経団連が「企業の競争力強化と豊かな生活を支える物流のあり方」と題する提言をまとめた。

提言では、「物流を介在させることなく、効率的で円滑な企業活動や満足度の高い暮らしをおくることは、今日的には事実上、困難だ」と物流の重要性を指摘し、その物流を取り巻く外部環境が大きく変化し、経営環境が厳しさを増しているとの現状認識を示した。

外部環境の変化としては、国内需要の変化と国内産業のサービス経済化、担い手の高齢化と人材不足の深刻化、サプライチェーンのグローバル化への対応、大規模災害の発生リスクへの対応などをあげ、「官民連携で課題の克服や新しい産業構造への対応を取らなければ、我が国産業全体の競争力が弱体化する恐れがある」と危機感を露わにした。

めざすべき物流の1つとして、収益性のある物流の確立をあげ、これを実現するために、「物流事業における対価の適正収受を前提とした適切な競争環境を整備することが必要だ」とし、具体的には契約書面化の徹底・順守、輸送・付帯作業の区分の明確化、既存の物流設計の見直しを進めるべきだと指摘した。

経団連が運賃値上げを容認した、とまでは言えないものの、対価の適正収受を促すものとして注目される。
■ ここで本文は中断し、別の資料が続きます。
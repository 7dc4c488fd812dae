//! Composable boolean predicates for WHERE/HAVING/ON clauses.
//!
//! A [`Cond`] is a tree: comparison leaves, AND/OR combinators, NOT, and raw
//! template fragments. Combinators parenthesize every child before joining,
//! so operator precedence is correct regardless of nesting depth.

use crate::dialect::Dialect;
use crate::error::RenderResult;
use crate::interpolate;
use crate::render::{Buffer, Render};
use crate::value::Value;

/// Comparison operator for [`Cond::Compare`] leaves.
#[derive(Debug, Clone, Copy, PartialEq, Eq)]
pub enum CmpOp {
    /// `=` (switches to `IS NULL` / `IN` for null/list values)
    Eq,
    /// `!=` (switches to `IS NOT NULL` / `NOT IN` for null/list values)
    Neq,
    /// `>`
    Gt,
    /// `>=`
    Gte,
    /// `<`
    Lt,
    /// `<=`
    Lte,
    /// `LIKE`
    Like,
    /// `NOT LIKE`
    NotLike,
}

impl CmpOp {
    fn as_str(&self) -> &'static str {
        match self {
            CmpOp::Eq => "=",
            CmpOp::Neq => "!=",
            CmpOp::Gt => ">",
            CmpOp::Gte => ">=",
            CmpOp::Lt => "<",
            CmpOp::Lte => "<=",
            CmpOp::Like => "LIKE",
            CmpOp::NotLike => "NOT LIKE",
        }
    }
}

/// A boolean predicate node.
#[derive(Debug, Clone)]
pub enum Cond {
    /// `<quoted column> <op> <value>`
    Compare {
        column: String,
        op: CmpOp,
        value: Value,
    },
    /// All children must hold; each child is parenthesized and joined
    /// with `AND`. Empty renders the vacuous truth `1=1`.
    All(Vec<Cond>),
    /// At least one child must hold; each child is parenthesized and joined
    /// with `OR`. Empty renders `1=0`.
    Any(Vec<Cond>),
    /// Negation, rendered as `NOT (inner)`.
    Not(Box<Cond>),
    /// Raw template with `?` substitution markers.
    Expr { template: String, args: Vec<Value> },
}

impl Cond {
    fn cmp(column: impl Into<String>, op: CmpOp, value: impl Into<Value>) -> Self {
        Cond::Compare {
            column: column.into(),
            op,
            value: value.into(),
        }
    }

    /// `column = value`; renders `IS NULL` for null and `IN (...)` for lists.
    pub fn eq(column: impl Into<String>, value: impl Into<Value>) -> Self {
        Self::cmp(column, CmpOp::Eq, value)
    }

    /// `column != value`; renders `IS NOT NULL` for null and `NOT IN (...)`
    /// for lists.
    pub fn neq(column: impl Into<String>, value: impl Into<Value>) -> Self {
        Self::cmp(column, CmpOp::Neq, value)
    }

    /// `column > value`
    pub fn gt(column: impl Into<String>, value: impl Into<Value>) -> Self {
        Self::cmp(column, CmpOp::Gt, value)
    }

    /// `column >= value`
    pub fn gte(column: impl Into<String>, value: impl Into<Value>) -> Self {
        Self::cmp(column, CmpOp::Gte, value)
    }

    /// `column < value`
    pub fn lt(column: impl Into<String>, value: impl Into<Value>) -> Self {
        Self::cmp(column, CmpOp::Lt, value)
    }

    /// `column <= value`
    pub fn lte(column: impl Into<String>, value: impl Into<Value>) -> Self {
        Self::cmp(column, CmpOp::Lte, value)
    }

    /// `column LIKE pattern`
    pub fn like(column: impl Into<String>, pattern: impl Into<Value>) -> Self {
        Self::cmp(column, CmpOp::Like, pattern)
    }

    /// `column NOT LIKE pattern`
    pub fn not_like(column: impl Into<String>, pattern: impl Into<Value>) -> Self {
        Self::cmp(column, CmpOp::NotLike, pattern)
    }

    /// AND combinator over the given conditions.
    pub fn and(conds: impl IntoIterator<Item = Cond>) -> Self {
        Cond::All(conds.into_iter().collect())
    }

    /// OR combinator over the given conditions.
    pub fn or(conds: impl IntoIterator<Item = Cond>) -> Self {
        Cond::Any(conds.into_iter().collect())
    }

    /// Negate a condition.
    pub fn not(cond: Cond) -> Self {
        Cond::Not(Box::new(cond))
    }

    /// Raw template condition with `?` substitution markers.
    pub fn expr<I, T>(template: impl Into<String>, args: I) -> Self
    where
        I: IntoIterator<Item = T>,
        T: Into<Value>,
    {
        Cond::Expr {
            template: template.into(),
            args: args.into_iter().map(Into::into).collect(),
        }
    }

    /// Raw SQL condition without arguments.
    pub fn raw(sql: impl Into<String>) -> Self {
        Cond::Expr {
            template: sql.into(),
            args: Vec::new(),
        }
    }
}

impl Render for Cond {
    fn render(&self, dialect: &dyn Dialect, buf: &mut Buffer) -> RenderResult<()> {
        match self {
            Cond::Compare { column, op, value } => match (op, value) {
                (CmpOp::Eq, Value::Null) => {
                    buf.write_ident(dialect, column)?;
                    buf.write_str(" IS NULL");
                    Ok(())
                }
                (CmpOp::Neq, Value::Null) => {
                    buf.write_ident(dialect, column)?;
                    buf.write_str(" IS NOT NULL");
                    Ok(())
                }
                (CmpOp::Eq, Value::List(items)) if items.is_empty() => {
                    buf.write_str("1=0");
                    Ok(())
                }
                (CmpOp::Neq, Value::List(items)) if items.is_empty() => {
                    buf.write_str("1=1");
                    Ok(())
                }
                (CmpOp::Eq, Value::List(_)) => {
                    buf.write_ident(dialect, column)?;
                    buf.write_str(" IN ");
                    buf.write_value(dialect, value)
                }
                (CmpOp::Neq, Value::List(_)) => {
                    buf.write_ident(dialect, column)?;
                    buf.write_str(" NOT IN ");
                    buf.write_value(dialect, value)
                }
                _ => {
                    buf.write_ident(dialect, column)?;
                    buf.write_str(" ");
                    buf.write_str(op.as_str());
                    buf.write_str(" ");
                    buf.write_value(dialect, value)
                }
            },
            Cond::All(conds) => {
                if conds.is_empty() {
                    buf.write_str("1=1");
                    return Ok(());
                }
                render_cond_list(conds, " AND ", dialect, buf)
            }
            Cond::Any(conds) => {
                if conds.is_empty() {
                    buf.write_str("1=0");
                    return Ok(());
                }
                render_cond_list(conds, " OR ", dialect, buf)
            }
            Cond::Not(inner) => {
                buf.write_str("NOT (");
                inner.render(dialect, buf)?;
                buf.write_str(")");
                Ok(())
            }
            Cond::Expr { template, args } => {
                interpolate::expand_template(dialect, buf, template, args)
            }
        }
    }
}

/// Render each condition parenthesized, joined by `sep`.
///
/// WHERE/HAVING clauses use this with `" AND "` for their top-level
/// condition lists, so a lone comparison still renders as `(...)`.
pub(crate) fn render_cond_list(
    conds: &[Cond],
    sep: &str,
    dialect: &dyn Dialect,
    buf: &mut Buffer,
) -> RenderResult<()> {
    for (i, cond) in conds.iter().enumerate() {
        if i > 0 {
            buf.write_str(sep);
        }
        buf.write_str("(");
        cond.render(dialect, buf)?;
        buf.write_str(")");
    }
    Ok(())
}

#[cfg(test)]
mod tests {
    use super::*;
    use crate::dialect::{Mysql, Prepared};
    use crate::error::RenderError;
    use crate::render::render;

    #[test]
    fn simple_comparison() {
        let q = render(&Cond::eq("id", 7), &Mysql).unwrap();
        assert_eq!(q.sql, "`id` = 7");
    }

    #[test]
    fn null_switches_to_is_null() {
        let q = render(&Cond::eq("x", Value::Null), &Mysql).unwrap();
        assert_eq!(q.sql, "`x` IS NULL");
        let q = render(&Cond::neq("x", Value::Null), &Mysql).unwrap();
        assert_eq!(q.sql, "`x` IS NOT NULL");
    }

    #[test]
    fn list_switches_to_in() {
        let q = render(&Cond::eq("id", vec![1i64, 2, 3]), &Mysql).unwrap();
        assert_eq!(q.sql, "`id` IN (1, 2, 3)");
        let q = render(&Cond::neq("id", vec![1i64, 2]), &Mysql).unwrap();
        assert_eq!(q.sql, "`id` NOT IN (1, 2)");
    }

    #[test]
    fn list_parameterizes_when_prepared() {
        let q = render(&Cond::eq("id", vec![1i64, 2, 3]), &Prepared(Mysql)).unwrap();
        assert_eq!(q.sql, "`id` IN (?, ?, ?)");
        assert_eq!(q.params, vec![Value::Int(1), Value::Int(2), Value::Int(3)]);
    }

    #[test]
    fn empty_in_list_is_always_false() {
        let q = render(&Cond::eq("id", Vec::<i64>::new()), &Mysql).unwrap();
        assert_eq!(q.sql, "1=0");
        let q = render(&Cond::neq("id", Vec::<i64>::new()), &Mysql).unwrap();
        assert_eq!(q.sql, "1=1");
    }

    #[test]
    fn map_value_compares_against_keys() {
        let mut map = std::collections::BTreeMap::new();
        map.insert(1i64, "a");
        map.insert(2i64, "b");
        let q = render(&Cond::eq("id", map), &Mysql).unwrap();
        assert_eq!(q.sql, "`id` IN (1, 2)");
    }

    #[test]
    fn combinators_parenthesize_every_child() {
        let cond = Cond::and([
            Cond::or([Cond::gt("a", 1), Cond::lte("a", 2)]),
            Cond::eq("b", "x"),
        ]);
        let q = render(&cond, &Prepared(Mysql)).unwrap();
        assert_eq!(q.sql, "((`a` > ?) OR (`a` <= ?)) AND (`b` = ?)");
        assert_eq!(
            q.params,
            vec![Value::Int(1), Value::Int(2), Value::Str("x".into())]
        );
    }

    #[test]
    fn deep_nesting_stays_parenthesized() {
        let cond = Cond::or([
            Cond::and([Cond::eq("a", 1), Cond::eq("b", 2)]),
            Cond::eq("c", 3),
        ]);
        let q = render(&cond, &Mysql).unwrap();
        assert_eq!(q.sql, "((`a` = 1) AND (`b` = 2)) OR (`c` = 3)");
    }

    #[test]
    fn empty_combinators_render_constants() {
        let q = render(&Cond::and(Vec::new()), &Mysql).unwrap();
        assert_eq!(q.sql, "1=1");
        let q = render(&Cond::or(Vec::new()), &Mysql).unwrap();
        assert_eq!(q.sql, "1=0");
    }

    #[test]
    fn not_wraps_inner() {
        let q = render(&Cond::not(Cond::eq("banned", true)), &Mysql).unwrap();
        assert_eq!(q.sql, "NOT (`banned` = 1)");
    }

    #[test]
    fn like_renders_pattern() {
        let q = render(&Cond::like("name", "%ali%"), &Mysql).unwrap();
        assert_eq!(q.sql, "`name` LIKE '%ali%'");
    }

    #[test]
    fn expr_condition_expands_template() {
        let q = render(&Cond::expr("a = ? OR b = ?", vec![1, 2]), &Mysql).unwrap();
        assert_eq!(q.sql, "a = 1 OR b = 2");
    }

    #[test]
    fn expr_condition_mismatch_fails() {
        let err = render(&Cond::expr("a = ?", Vec::<i32>::new()), &Mysql).unwrap_err();
        assert!(matches!(err, RenderError::PlaceholderMismatch { .. }));
    }
}
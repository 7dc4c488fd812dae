//! SELECT statement builder.

use std::fmt;
use std::sync::Arc;

use crate::cond::{Cond, render_cond_list};
use crate::dialect::Dialect;
use crate::error::{RenderError, RenderResult};
use crate::render::{Buffer, Render};
use crate::stmt::Aliased;

/// The FROM source of a SELECT.
#[derive(Clone)]
enum Source {
    Table(String),
    Query {
        query: Arc<dyn Render>,
        alias: Option<String>,
    },
}

impl fmt::Debug for Source {
    fn fmt(&self, f: &mut fmt::Formatter<'_>) -> fmt::Result {
        match self {
            Source::Table(name) => f.debug_tuple("Table").field(name).finish(),
            Source::Query { alias, .. } => f
                .debug_struct("Query")
                .field("alias", alias)
                .finish_non_exhaustive(),
        }
    }
}

#[derive(Debug, Clone, Copy)]
enum JoinKind {
    Inner,
    Left,
    Right,
    Full,
}

impl JoinKind {
    fn keyword(self) -> &'static str {
        match self {
            JoinKind::Inner => "INNER JOIN",
            JoinKind::Left => "LEFT JOIN",
            JoinKind::Right => "RIGHT JOIN",
            JoinKind::Full => "FULL OUTER JOIN",
        }
    }
}

#[derive(Debug, Clone)]
struct Join {
    kind: JoinKind,
    table: String,
    on: Cond,
}

/// SELECT statement builder.
#[derive(Debug, Clone)]
pub struct SelectStmt {
    distinct: bool,
    projection: Vec<String>,
    source: Option<Source>,
    joins: Vec<Join>,
    where_conds: Vec<Cond>,
    group_by: Vec<String>,
    having: Vec<Cond>,
    order_by: Vec<String>,
    limit: Option<u64>,
    offset: Option<u64>,
}

impl SelectStmt {
    /// Create a SELECT with the given projection. An empty projection
    /// defaults to `*`.
    pub fn new<I, S>(columns: I) -> Self
    where
        I: IntoIterator<Item = S>,
        S: Into<String>,
    {
        Self {
            distinct: false,
            projection: columns.into_iter().map(Into::into).collect(),
            source: None,
            joins: Vec::new(),
            where_conds: Vec::new(),
            group_by: Vec::new(),
            having: Vec::new(),
            order_by: Vec::new(),
            limit: None,
            offset: None,
        }
    }

    /// Emit `SELECT DISTINCT`.
    pub fn distinct(mut self) -> Self {
        self.distinct = true;
        self
    }

    /// Set the FROM table. The name is quoted; dotted paths are supported.
    pub fn from(mut self, table: &str) -> Self {
        self.source = Some(Source::Table(table.to_string()));
        self
    }

    /// Use a sub-statement as the FROM source.
    ///
    /// Subquery sources must carry an alias; prefer [`Self::from_query_as`].
    /// Rendering a query source without an alias fails.
    pub fn from_query(mut self, query: impl Render + 'static) -> Self {
        self.source = Some(Source::Query {
            query: Arc::new(query),
            alias: None,
        });
        self
    }

    /// Use a sub-statement as the FROM source under the given alias.
    pub fn from_query_as(mut self, query: impl Render + 'static, alias: &str) -> Self {
        self.source = Some(Source::Query {
            query: Arc::new(query),
            alias: Some(alias.to_string()),
        });
        self
    }

    fn join(mut self, kind: JoinKind, table: &str, on: Cond) -> Self {
        self.joins.push(Join {
            kind,
            table: table.to_string(),
            on,
        });
        self
    }

    /// Add an INNER JOIN with an ON predicate.
    pub fn inner_join(self, table: &str, on: Cond) -> Self {
        self.join(JoinKind::Inner, table, on)
    }

    /// Add a LEFT JOIN with an ON predicate.
    pub fn left_join(self, table: &str, on: Cond) -> Self {
        self.join(JoinKind::Left, table, on)
    }

    /// Add a RIGHT JOIN with an ON predicate.
    pub fn right_join(self, table: &str, on: Cond) -> Self {
        self.join(JoinKind::Right, table, on)
    }

    /// Add a FULL OUTER JOIN with an ON predicate.
    pub fn full_join(self, table: &str, on: Cond) -> Self {
        self.join(JoinKind::Full, table, on)
    }

    /// Add a WHERE condition. Multiple calls are ANDed, each parenthesized.
    pub fn where_(mut self, cond: Cond) -> Self {
        self.where_conds.push(cond);
        self
    }

    /// Add a GROUP BY expression (raw fragment, not quoted).
    pub fn group_by(mut self, expr: &str) -> Self {
        self.group_by.push(expr.to_string());
        self
    }

    /// Add a HAVING condition. Multiple calls are ANDed, each parenthesized.
    pub fn having(mut self, cond: Cond) -> Self {
        self.having.push(cond);
        self
    }

    /// Add an ORDER BY expression (raw fragment, not quoted).
    pub fn order_by(mut self, expr: &str) -> Self {
        self.order_by.push(expr.to_string());
        self
    }

    /// Add `ORDER BY <expr> ASC`.
    pub fn order_asc(mut self, expr: &str) -> Self {
        self.order_by.push(format!("{expr} ASC"));
        self
    }

    /// Add `ORDER BY <expr> DESC`.
    pub fn order_desc(mut self, expr: &str) -> Self {
        self.order_by.push(format!("{expr} DESC"));
        self
    }

    /// Set LIMIT. Emitted only when set.
    pub fn limit(mut self, n: u64) -> Self {
        self.limit = Some(n);
        self
    }

    /// Set OFFSET. Emitted only when set.
    pub fn offset(mut self, n: u64) -> Self {
        self.offset = Some(n);
        self
    }

    /// Pagination helper: `page` is 1-based (clamped to >= 1), `per_page`
    /// clamped to >= 1.
    pub fn paginate(mut self, page: u64, per_page: u64) -> Self {
        let p = page.max(1);
        let size = per_page.max(1);
        self.limit = Some(size);
        self.offset = Some((p - 1) * size);
        self
    }

    /// Wrap this SELECT in parentheses under an alias, for use as a derived
    /// table or value.
    pub fn as_table(self, alias: &str) -> Aliased {
        Aliased::new(Arc::new(self), alias)
    }
}

impl Render for SelectStmt {
    fn render(&self, dialect: &dyn Dialect, buf: &mut Buffer) -> RenderResult<()> {
        buf.write_str("SELECT ");
        if self.distinct {
            buf.write_str("DISTINCT ");
        }
        if self.projection.is_empty() {
            buf.write_str("*");
        } else {
            buf.write_str(&self.projection.join(", "));
        }

        match &self.source {
            Some(Source::Table(table)) => {
                if table.is_empty() {
                    return Err(RenderError::MissingTable);
                }
                buf.write_str(" FROM ");
                buf.write_ident(dialect, table)?;
            }
            Some(Source::Query { query, alias }) => {
                let Some(alias) = alias else {
                    return Err(RenderError::MissingAlias);
                };
                buf.write_str(" FROM (");
                query.render(dialect, buf)?;
                buf.write_str(") AS ");
                buf.write_ident(dialect, alias)?;
            }
            None => {
                if !dialect.allows_empty_from() {
                    return Err(RenderError::MissingFrom);
                }
            }
        }

        for join in &self.joins {
            buf.write_str(" ");
            buf.write_str(join.kind.keyword());
            buf.write_str(" ");
            buf.write_ident(dialect, &join.table)?;
            buf.write_str(" ON (");
            join.on.render(dialect, buf)?;
            buf.write_str(")");
        }

        if !self.where_conds.is_empty() {
            buf.write_str(" WHERE ");
            render_cond_list(&self.where_conds, " AND ", dialect, buf)?;
        }

        if !self.group_by.is_empty() {
            buf.write_str(" GROUP BY ");
            buf.write_str(&self.group_by.join(", "));
        }

        if !self.having.is_empty() {
            buf.write_str(" HAVING ");
            render_cond_list(&self.having, " AND ", dialect, buf)?;
        }

        if !self.order_by.is_empty() {
            buf.write_str(" ORDER BY ");
            buf.write_str(&self.order_by.join(", "));
        }

        if let Some(limit) = self.limit {
            buf.write_str(&format!(" LIMIT {limit}"));
        }

        if let Some(offset) = self.offset {
            buf.write_str(&format!(" OFFSET {offset}"));
        }

        Ok(())
    }
}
例えば、輸送と付帯作業の区分を曖昧にしたまま、実質上ドライバーが無償で荷役作業を行うケースが多いが、こうした作業の内容を書面化により明確にし、荷役作業に対する対価も適正に収受すべきだと指摘したものだ。

また、こうしたドライバーによる荷役は、女性がドライバー職を敬遠する要因にもなるとして、契約書面化の徹底と順守は、女性の活用という観点からも重要だとしている。

さらに、物流設計の見直しでは、例えば、週末分の貨物でも月曜朝一の着荷が要請されているなど、固定化した納入・輸送・保管条件を変更していく必要がある、としている。

提言は、こうした取引慣行の見直しについて、「ドライバーの作業時間や手待ち時間の削減による長時間労働の是正をはじめ、物流効率化を図るうえで避けて通れない課題だ」として、関係者による積極的な取り組みに期待を寄せた。

折しもトラック運送業界では、中央および地方に取引環境・労働時間改善協議会を設置し、長時間労働縮減に向け荷主とトラック事業者連携の取り組みが始まっている。こうした動きに呼応した格好の経団連の提言を評価するとともに、関係者の連携によるトラック運送事業の取引慣行改善に期待したい。